Voilà ce que je voulais dire pour désabuser ceux qui pourraient croire que la faveur et la proximité des rayons du soleil sont pour quelque chose dans l'armée belge pour obtenir les grades supérieurs.

- La discussion générale est close.

Projet de loi approuvant les conventions commerciale et littéraire ainsi que le traité de commerce, conclus entre la Belgique et la France

Rapport de la section centrale

M. de Haerne. - J'ai l'honneur dé déposer le rapport de la section centrale qui a examiné les conventions conclues avec la France.

- Ce rapport sera imprimé et distribué.

M. de Perceval. - Quand pourra-t-il être distribué ?

M. de Haerne, rapporteur. - Je ne pense pas qu'il puisse l'être avant vendredi.

M. le ministre de l'intérieur (M. Piercot). - Il serait désirable que ce projet pût être discuté le plus tôt possible ; le rapport pourra être imprimé et distribué pour vendredi ; la discussion pourrait être fixée au commencement de la semaine prochaine.

- Plusieurs voix. - A lundi !

- D’autres voix. - A mardi !

- La Chambre, consultée, fixe la discussion à mardi.

Projet de loi portant le budget du ministère des finances de l’exercice 1855

Rapport de la section centrale

M. T’Kint de Naeyer. - J'ai l'honneur de déposer le rapport de la section centrale qui a examiné le budget des finances pour l'exercice 1855.

- Ce rapport sera imprimé, distribué et mis à la suite de l'ordre du jour.

Projet de loi portant le budget du ministère de la guerre de l’exercice 1855

Discussion du tableau des crédits

Chapitre premier. Administration centrale

Articles 1 à 5

« Art. 1er.
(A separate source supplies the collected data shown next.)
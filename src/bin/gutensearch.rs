//! gutensearch CLI binary.

use std::io::Write;
use std::process;

use clap::Parser;
use env_logger::Builder;

use gutensearch::cli::args::GutensearchArgs;
use gutensearch::cli::commands::execute_command;

fn main() {
    let args = GutensearchArgs::parse();

    Builder::new()
        .filter_level(args.log_level())
        .parse_default_env()
        .format(|buf, record| writeln!(buf, "[{}] {}", record.level(), record.args()))
        .init();

    if let Err(e) = execute_command(args) {
        eprintln!("Error: {e}");
        process::exit(1);
    }
}
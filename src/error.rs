//! Error types for gutensearch.
//!
//! All fallible operations return [`Result`], whose error side is the
//! [`GutensearchError`] enum.
//!
//! # Examples
//!
//! ```
//! use gutensearch::error::{GutensearchError, Result};
//!
//! fn example_operation() -> Result<()> {
//!     Err(GutensearchError::invalid_query("wildcards cannot be fuzzy"))
//! }
//!
//! match example_operation() {
//!     Ok(_) => println!("Success"),
//!     Err(e) => eprintln!("Error: {}", e),
//! }
//! ```

use std::io;

use thiserror::Error;

/// The main error type for gutensearch operations.
#[derive(Error, Debug)]
pub enum GutensearchError {
    /// I/O errors (reading documents, store files, id lists)
    #[error("I/O error: {0}")]
    Io(#[from] io::Error),

    /// No usable document identifier could be derived from a name
    #[error("Invalid document id: {0}")]
    InvalidDocumentId(String),

    /// Fuzzy matching was asked to pick from zero candidates
    #[error("Empty corpus: {0}")]
    EmptyCorpus(String),

    /// Query-related errors (conflicting modes, empty words, bad patterns)
    #[error("Invalid query: {0}")]
    InvalidQuery(String),

    /// Storage-related errors
    #[error("Storage error: {0}")]
    Storage(String),

    /// Configuration errors
    #[error("Invalid configuration: {0}")]
    Config(String),

    /// Binary (de)serialization errors
    #[error("Serialization error: {0}")]
    Serialization(#[from] bincode::Error),

    /// JSON serialization/deserialization errors
    #[error("JSON error: {0}")]
    Json(#[from] serde_json::Error),

    /// Generic error for other cases
    #[error("Error: {0}")]
    Other(String),
}

/// Result type alias for operations that may fail with GutensearchError.
pub type Result<T> = std::result::Result<T, GutensearchError>;

impl GutensearchError {
    /// Create a new invalid document id error.
    pub fn invalid_document_id<S: Into<String>>(msg: S) -> Self {
        GutensearchError::InvalidDocumentId(msg.into())
    }

    /// Create a new empty corpus error.
    pub fn empty_corpus<S: Into<String>>(msg: S) -> Self {
        GutensearchError::EmptyCorpus(msg.into())
    }

    /// Create a new invalid query error.
    pub fn invalid_query<S: Into<String>>(msg: S) -> Self {
        GutensearchError::InvalidQuery(msg.into())
    }

    /// Create a new storage error.
    pub fn storage<S: Into<String>>(msg: S) -> Self {
        GutensearchError::Storage(msg.into())
    }

    /// Create a new invalid config error.
    pub fn invalid_config<S: Into<String>>(msg: S) -> Self {
        GutensearchError::Config(msg.into())
    }

    /// Create a new generic error.
    pub fn other<S: Into<String>>(msg: S) -> Self {
        GutensearchError::Other(msg.into())
    }

    /// Create a new internal error.
    pub fn internal<S: Into<String>>(msg: S) -> Self {
        GutensearchError::Other(format!("Internal error: {}", msg.into()))
    }
}
//! Command line interface for gutensearch.

pub mod args;
pub mod commands;
pub mod output;

// Re-export commonly used types
pub use args::*;
pub use commands::*;
pub use output::*;
use std::fs;
use std::path::PathBuf;

use gutensearch::catalog::IdFilter;
use gutensearch::config::IndexConfig;
use gutensearch::error::GutensearchError;
use gutensearch::parallel_index::{IndexingPipeline, collect_documents};
use gutensearch::record::DocumentId;
use gutensearch::storage::{MemoryStore, WordStore};
use tempfile::TempDir;

fn write_library(dir: &TempDir) {
    let books = [
        (
            "2701.txt",
            "Call me Ishmael. The whale, the WHALE!\nWhales and whaling.",
        ),
        (
            "11.txt",
            "Alice was beginning to get very tired. The white rabbit; the whale?",
        ),
        (
            "1342.txt",
            "It is a truth universally acknowledged... caf\u{e9} society",
        ),
        ("readme.txt", "not a book"),
        ("cover.jpg", "binary"),
    ];
    for (name, text) in books {
        fs::write(dir.path().join(name), text).unwrap();
    }
}

fn pipeline() -> IndexingPipeline {
    IndexingPipeline::new(
        IndexConfig::default()
            .with_threads(2)
            .with_insert_batch_size(4),
    )
    .unwrap()
}

fn id(raw: &str) -> DocumentId {
    DocumentId::parse(raw).unwrap()
}

#[test]
fn test_load_directory_into_store() {
    let dir = TempDir::new().unwrap();
    write_library(&dir);

    // 1. Discover documents
    let paths = collect_documents(dir.path(), "txt").unwrap();
    assert_eq!(paths.len(), 4);

    // 2. Stream them into a store
    let store = MemoryStore::new();
    let summary = pipeline().index_into(&paths, &store).unwrap();
    assert_eq!(summary.documents_loaded, 3);
    assert_eq!(summary.failures.len(), 1);
    assert!(summary.failures[0].path.ends_with("readme.txt"));
    assert!(matches!(
        summary.failures[0].error,
        GutensearchError::InvalidDocumentId(_)
    ));

    // 3. Check the fact table
    let stats = store.stats().unwrap();
    assert_eq!(stats.documents, 3);
    assert_eq!(stats.records, summary.records_inserted);

    let moby = store.document_words(&id("2701")).unwrap();
    let count = |word: &str| moby.iter().find(|r| r.word == word).map(|r| r.count);
    assert_eq!(count("the"), Some(2));
    assert_eq!(count("whale"), Some(2));
    assert_eq!(count("whales"), Some(1));
    assert_eq!(count("ishmael"), Some(1));

    // Non-ASCII letters split words.
    let corpus = store.corpus().unwrap();
    assert!(corpus.contains(&"caf".to_string()));
    assert!(!corpus.iter().any(|w| !w.bytes().all(|b| b.is_ascii_lowercase())));
}

#[test]
fn test_reloading_keeps_counts() {
    let dir = TempDir::new().unwrap();
    write_library(&dir);
    let paths = collect_documents(dir.path(), "txt").unwrap();

    let store = MemoryStore::new();
    pipeline().index_into(&paths, &store).unwrap();
    let first = store.snapshot();

    pipeline().index_into(&paths, &store).unwrap();
    assert_eq!(store.snapshot(), first);
}

#[test]
fn test_store_survives_save_and_load() {
    let dir = TempDir::new().unwrap();
    write_library(&dir);
    let paths = collect_documents(dir.path(), "txt").unwrap();

    let store = MemoryStore::new();
    pipeline().index_into(&paths, &store).unwrap();

    let store_path = dir.path().join("library.store");
    store.save(&store_path).unwrap();

    let reopened = MemoryStore::open_or_default(&store_path).unwrap();
    assert_eq!(reopened.snapshot(), store.snapshot());
    assert_eq!(reopened.corpus().unwrap(), store.corpus().unwrap());
}

#[test]
fn test_id_filter_limits_load() {
    let dir = TempDir::new().unwrap();
    write_library(&dir);

    let paths = collect_documents(dir.path(), "txt").unwrap();
    let only = IdFilter::Only([11].into_iter().collect()).apply(paths);
    assert_eq!(only.len(), 1);

    let store = MemoryStore::new();
    let summary = pipeline().index_into(&only, &store).unwrap();
    assert_eq!(summary.documents_loaded, 1);
    assert!(summary.failures.is_empty());
    assert!(store.document_words(&id("2701")).unwrap().is_empty());
}

#[test]
fn test_in_memory_results_keep_input_order() {
    let dir = TempDir::new().unwrap();
    write_library(&dir);

    let paths: Vec<PathBuf> = ["11.txt", "2701.txt", "missing.txt", "1342.txt"]
        .iter()
        .map(|name| dir.path().join(name))
        .collect();
    let result = pipeline().index_paths(&paths);

    let ids: Vec<&str> = result
        .documents
        .iter()
        .map(|d| d.document_id.as_str())
        .collect();
    assert_eq!(ids, vec!["11", "2701", "1342"]);
    assert_eq!(result.failures.len(), 1);
    assert!(matches!(result.failures[0].error, GutensearchError::InvalidDocumentId(_)));
}
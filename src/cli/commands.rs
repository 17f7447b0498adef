//! Command implementations for the gutensearch CLI.

use std::io::{self, Write};

use log::info;

use crate::catalog::{IdFilter, read_catalog, read_id_list};
use crate::cli::args::*;
use crate::cli::output::*;
use crate::config::IndexConfig;
use crate::error::Result;
use crate::parallel_index::{IndexingPipeline, collect_documents};
use crate::query::{DocumentQuery, WordQuery, execute_document_query, execute_word_query};
use crate::record::DocumentId;
use crate::spelling::close_matches;
use crate::storage::{MemoryStore, WordStore};

/// Execute a CLI command.
pub fn execute_command(args: GutensearchArgs) -> Result<()> {
    match &args.command {
        Command::Load(load_args) => load_documents(load_args, &args),
        Command::Search(search_args) => search_word(search_args, &args),
        Command::Top(top_args) => top_words(top_args, &args),
        Command::Closest(closest_args) => closest_words(closest_args, &args),
        Command::Stats => show_stats(&args),
    }
}

fn load_config(cli_args: &GutensearchArgs) -> Result<IndexConfig> {
    match &cli_args.config {
        Some(path) => IndexConfig::from_file(path),
        None => Ok(IndexConfig::default()),
    }
}

fn open_store(cli_args: &GutensearchArgs) -> Result<MemoryStore> {
    MemoryStore::open_or_default(&cli_args.store)
}

/// Build the document filter selected by the load options.
fn id_filter(args: &LoadArgs) -> Result<IdFilter> {
    let filter = if let Some(path) = &args.only {
        IdFilter::Only(read_id_list(path)?.into_iter().collect())
    } else if let Some(path) = &args.exclude {
        IdFilter::Exclude(read_id_list(path)?.into_iter().collect())
    } else if let Some(path) = &args.catalog {
        IdFilter::Only(read_catalog(path)?.into_iter().collect())
    } else {
        IdFilter::All
    };
    Ok(filter)
}

/// Parse a directory of documents into the store.
fn load_documents(args: &LoadArgs, cli_args: &GutensearchArgs) -> Result<()> {
    let mut config = load_config(cli_args)?;
    if let Some(threads) = args.threads {
        config = config.with_threads(threads);
    }

    let filter = id_filter(args)?;
    let paths = filter.apply(collect_documents(&args.dir, &config.file_extension)?);
    if cli_args.verbosity() > 1 {
        println!(
            "Loading {} documents from {} with {} threads",
            paths.len(),
            args.dir.display(),
            config.threads()
        );
    }

    let pipeline = IndexingPipeline::new(config)?;
    let store = open_store(cli_args)?;
    let summary = pipeline.index_into(&paths, &store)?;
    store.save(&cli_args.store)?;
    info!("store written to {}", cli_args.store.display());

    let mut out = io::stdout().lock();
    write_load_summary(&mut out, &summary, cli_args.verbosity())?;
    out.flush()?;
    Ok(())
}

/// List the documents containing a word.
fn search_word(args: &SearchArgs, cli_args: &GutensearchArgs) -> Result<()> {
    let store = open_store(cli_args)?;
    let query = WordQuery::new(args.word.as_str())
        .fuzzy(args.fuzzy)
        .limit(args.limit);
    let outcome = execute_word_query(&store, &query)?;

    let mut out = io::stdout().lock();
    write_word_rows(&mut out, &args.word.to_lowercase(), &outcome)?;
    out.flush()?;
    Ok(())
}

/// Show the most frequent words of a document.
fn top_words(args: &TopArgs, cli_args: &GutensearchArgs) -> Result<()> {
    let document_id = DocumentId::parse(&args.document_id)?;
    let store = open_store(cli_args)?;
    let query = DocumentQuery::new(document_id)
        .limit(args.limit)
        .length_range(args.min_length, args.max_length);
    let rows = execute_document_query(&store, &query)?;

    let mut out = io::stdout().lock();
    write_document_rows(&mut out, query.document_id.as_str(), &rows)?;
    out.flush()?;
    Ok(())
}

/// Suggest corpus words close to a word.
fn closest_words(args: &ClosestArgs, cli_args: &GutensearchArgs) -> Result<()> {
    let store = open_store(cli_args)?;
    let word = args.word.trim().to_lowercase();
    let matches = close_matches(&word, store.corpus()?, args.suggestions, args.cutoff)?;

    let mut out = io::stdout().lock();
    write_matches(&mut out, &word, &matches)?;
    out.flush()?;
    Ok(())
}

/// Show store statistics.
fn show_stats(cli_args: &GutensearchArgs) -> Result<()> {
    let store = open_store(cli_args)?;
    if cli_args.verbosity() > 1 {
        println!("Store: {}", cli_args.store.display());
    }

    let mut out = io::stdout().lock();
    write_stats(&mut out, &store.stats()?)?;
    out.flush()?;
    Ok(())
}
Traitement du ministre : fr. 21,000. »

- Adopté.


« Art. 2. Traitement des employés civils.

« Charge ordinaire : fr. 145,000.

« Charge extraordinaire : fr. 6,000. »

- Adopté.


« Art. 3. Supplément aux officiers et sous-officiers employés au département de la guerre : fr. 14,000. »

- Adopté.


« Art. 4. Matériel : fr. 40,000 »

-r Adopté.


« Art. 5. Dépôt de la guerre.

« Charge ordinaire : fr. 19,000. »

« Charge extraordinaire : fr. 10,000. »

- Adopté.

Chapitre II. Etats-majors

Articles 6 à 8

« Art. 6. Traitement de l'état-major général : fr. 769,921 60. »

- Adopté.


« Art. 7. Traitement de l'état-major des provinces et des places.

« Charge ordinaire : fr. 287,287 95.

« Charge extraordinaire : fr. 11,641 50. »

- Adopté.


« Art. 8. Traitement du service de l'intendance : fr. 150,729 75. »

- Adopté.

Chapitre III. Service de santé des hôpitaux

Articles 9 à 11

« Art. 9. Traitement du service de santé des hôpitaux : fr. 207,169 62. »

- Adopté.


« Art. 10. Nourriture et habillement des malades ; entretien des hôpitaux : fr. 632,192. »

- Adopté.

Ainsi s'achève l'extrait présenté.